General comments
1.1
Coalition Senators emphasise that they share the committee's view
on the importance of aged care, especially given its deeply personal nature.
Moreover, quality aged care is something that almost all Australians depend on,
either for themselves or for those close to them.
1.2
Coalition Senators commend the government for deciding to hold a
Royal Commission into Aged Care Quality and Safety, in recognition of the
systemic problems in our aged care sector.
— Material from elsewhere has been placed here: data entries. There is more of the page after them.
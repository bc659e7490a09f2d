use crate::audit::{self, AuditFilters, Sorting};
use crate::cli::{AuditArgs, Cli, Command, PickArgs};
use crate::collections::{CollectionTree, Identifier, JsonTreeSupplier, TreeSupplier};
use crate::config::AppConfig;
use crate::picker::HierarchicalPicker;
use crate::search::{QuestionIndex, SearchLoader};
use crate::tui;
use anyhow::{Context, Result};
use std::path::Path;
use std::time::Duration;
use tracing::info;

// Upper bound for the single search a headless render performs.
const HEADLESS_WAIT: Duration = Duration::from_secs(30);

// Merges CLI flags over the config file: flags only ever loosen the policy or set the user.
fn resolve_config(cli: &Cli) -> Result<AppConfig> {
    let mut config = AppConfig::load(cli.config.as_deref())?;
    let args = &cli.pick;
    if let Some(user) = &args.user {
        config.current_user = Some(Identifier::from(user.as_str()));
    }
    if args.browse_personal {
        config.policy.personal_requires_search = false;
    }
    if args.show_nested_root {
        config.policy.hide_nested_root = false;
    }
    Ok(config)
}

fn load_tree(path: &Path, current_user: Option<Identifier>) -> Result<CollectionTree> {
    JsonTreeSupplier::new(path, current_user)
        .load_tree()
        .with_context(|| format!("loading collections from {}", path.display()))
}

fn load_questions(path: &Path) -> Result<QuestionIndex> {
    QuestionIndex::load(path).with_context(|| format!("loading questions from {}", path.display()))
}

// Renders the picker once to stdout, after waiting for its single search.
fn run_headless(
    tree: &CollectionTree,
    options: tui::PickerOptions,
    mut loader: SearchLoader,
    config: &AppConfig,
) {
    let mut picker =
        HierarchicalPicker::new(tree, options.initial_location, options.policy, |_| {});
    picker.set_search_text(options.search_text);
    loader.request(&picker.query());
    let view = picker.view(loader.wait(HEADLESS_WAIT));
    for line in tui::plain_lines(&view, &config.theme) {
        println!("{line}");
    }
}

fn run_pick(args: &PickArgs, config: &AppConfig) -> Result<()> {
    // Step 1: Load both exports. The tree is loaded once; questions feed the search worker.
    let collections = args
        .collections
        .as_deref()
        .context("--collections <FILE> is required")?;
    let questions = args
        .questions
        .as_deref()
        .context("--questions <FILE> is required")?;
    let tree = load_tree(collections, config.current_user.clone())?;
    let loader = SearchLoader::spawn(load_questions(questions)?);

    let options = tui::PickerOptions {
        initial_location: args.initial.as_deref().map(Identifier::from),
        search_text: args.search.clone().unwrap_or_default(),
        policy: config.policy,
    };

    // Step 2: Headless render or interactive session.
    if args.headless {
        run_headless(&tree, options, loader, config);
        return Ok(());
    }

    match tui::run_picker(&tree, options, loader, &config.theme)? {
        Some(id) => println!("{id}"),
        None => info!("picker closed without a selection"),
    }
    Ok(())
}

fn run_audit(args: &AuditArgs, config: &AppConfig) -> Result<()> {
    let index = load_questions(&args.questions)?;
    let tree = match &args.collections {
        Some(path) => Some(load_tree(path, config.current_user.clone())?),
        None => None,
    };

    let mut sorting = Sorting::from_clicks(&args.sort);
    if args.desc {
        sorting.descending = true;
    }
    let filters = AuditFilters {
        question: args.question_filter.clone(),
        collection: args.collection_filter.clone(),
    };

    let rows = audit::audit_rows(&index, tree.as_ref(), &filters, sorting);
    let shown = audit::page(&rows, args.page);
    info!(
        total = rows.len(),
        page = args.page,
        column = ?sorting.column,
        order = sorting.order(),
        "audit listing"
    );
    print!("{}", audit::render_table(shown, sorting));
    println!(
        "({} of {} questions, page {})",
        shown.len(),
        rows.len(),
        args.page
    );
    Ok(())
}

// Main orchestrator for qpick.
pub fn run_qpick(cli: Cli) -> Result<()> {
    let config = resolve_config(&cli)?;
    match &cli.command {
        Some(Command::Audit(args)) => run_audit(args, &config),
        None => run_pick(&cli.pick, &config),
    }
}
use crate::collections::Identifier;
use crate::error::ConfigError;
use crate::picker::PickerPolicy;
use ratatui::style::Color;
use serde::Deserialize;
use std::collections::HashMap;
use std::fs;
use std::path::Path;
use std::str::FromStr;

const FALLBACK_GLYPH: &str = "*";

/// Colors and icon glyphs handed to the renderer.
#[derive(Debug, Clone, PartialEq)]
pub struct Theme {
    pub icon: Color,
    pub muted: Color,
    pub highlight_fg: Color,
    pub highlight_bg: Color,
    pub error: Color,
    glyphs: HashMap<String, String>,
}

impl Default for Theme {
    fn default() -> Self {
        let glyphs = [
            ("folder", "+"),
            ("person", "@"),
            ("group", "&"),
            ("table", "#"),
            ("bar", "|"),
            ("line", "~"),
            ("pie", "o"),
            ("scalar", "1"),
        ]
        .into_iter()
        .map(|(name, glyph)| (name.to_string(), glyph.to_string()))
        .collect();
        Theme {
            icon: Color::Gray,
            muted: Color::DarkGray,
            highlight_fg: Color::White,
            highlight_bg: Color::DarkGray,
            error: Color::Red,
            glyphs,
        }
    }
}

impl Theme {
    pub fn glyph(&self, icon: &str) -> &str {
        self.glyphs.get(icon).map(String::as_str).unwrap_or(FALLBACK_GLYPH)
    }
}

#[derive(Debug, Clone, Default, PartialEq)]
pub struct AppConfig {
    pub current_user: Option<Identifier>,
    pub theme: Theme,
    pub policy: PickerPolicy,
}

#[derive(Debug, Default, Deserialize)]
#[serde(default, deny_unknown_fields)]
struct RawConfig {
    current_user: Option<Identifier>,
    theme: RawTheme,
    policy: RawPolicy,
}

#[derive(Debug, Default, Deserialize)]
#[serde(default, deny_unknown_fields)]
struct RawTheme {
    icon: Option<String>,
    muted: Option<String>,
    highlight_fg: Option<String>,
    highlight_bg: Option<String>,
    error: Option<String>,
    glyphs: HashMap<String, String>,
}

#[derive(Debug, Default, Deserialize)]
#[serde(default, deny_unknown_fields)]
struct RawPolicy {
    personal_requires_search: Option<bool>,
    hide_nested_root: Option<bool>,
}

fn color(key: &'static str, value: Option<String>, fallback: Color) -> Result<Color, ConfigError> {
    match value {
        Some(value) => {
            Color::from_str(&value).map_err(|_| ConfigError::InvalidColor { key, value })
        }
        None => Ok(fallback),
    }
}

impl AppConfig {
    /// Defaults, overlaid with the TOML file at `path` when one is given.
    pub fn load(path: Option<&Path>) -> Result<Self, ConfigError> {
        let Some(path) = path else {
            return Ok(AppConfig::default());
        };
        let text = fs::read_to_string(path).map_err(|source| ConfigError::Read {
            path: path.to_path_buf(),
            source,
        })?;
        let raw: RawConfig = toml::from_str(&text).map_err(|source| ConfigError::Parse {
            path: path.to_path_buf(),
            source,
        })?;
        Self::from_raw(raw)
    }

    fn from_raw(raw: RawConfig) -> Result<Self, ConfigError> {
        let defaults = AppConfig::default();
        let base = defaults.theme;
        let mut theme = Theme {
            icon: color("icon", raw.theme.icon, base.icon)?,
            muted: color("muted", raw.theme.muted, base.muted)?,
            highlight_fg: color("highlight_fg", raw.theme.highlight_fg, base.highlight_fg)?,
            highlight_bg: color("highlight_bg", raw.theme.highlight_bg, base.highlight_bg)?,
            error: color("error", raw.theme.error, base.error)?,
            glyphs: base.glyphs,
        };
        theme.glyphs.extend(raw.theme.glyphs);

        let policy = PickerPolicy {
            personal_requires_search: raw
                .policy
                .personal_requires_search
                .unwrap_or(defaults.policy.personal_requires_search),
            hide_nested_root: raw
                .policy
                .hide_nested_root
                .unwrap_or(defaults.policy.hide_nested_root),
        };

        Ok(AppConfig {
            current_user: raw.current_user,
            theme,
            policy,
        })
    }
}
Conduct and Findings of inquiry
1.3
Coalition Senators note that this inquiry was announced in
response to a report by the Tax Justice Network-Australia ('TJN-Aus'), which
found no evidence of illegal tax avoidance. The report, commissioned by the
Australian Nursing and Midwifery Federation (AMNF), was released on 2 May 2018,
and this inquiry was subsequently opened on 10 May 2018 in response to this
report.
1.4
Coalition Senators note that the decision to hold this inquiry
was highly irresponsible. Instead of being a fact-finding mission about the
financial and tax practices of for-profit aged care providers, this inquiry was
conducted with a predetermined conclusion front of mind, but not the evidence
to support that conclusion.
1.5
Indeed, the TJN-Aus report found that the companies in question
paid corporate tax at a rate of 29.02 per cent and 29.78 per cent for financial
years 2014–15 and 2015–16 respectively.[1]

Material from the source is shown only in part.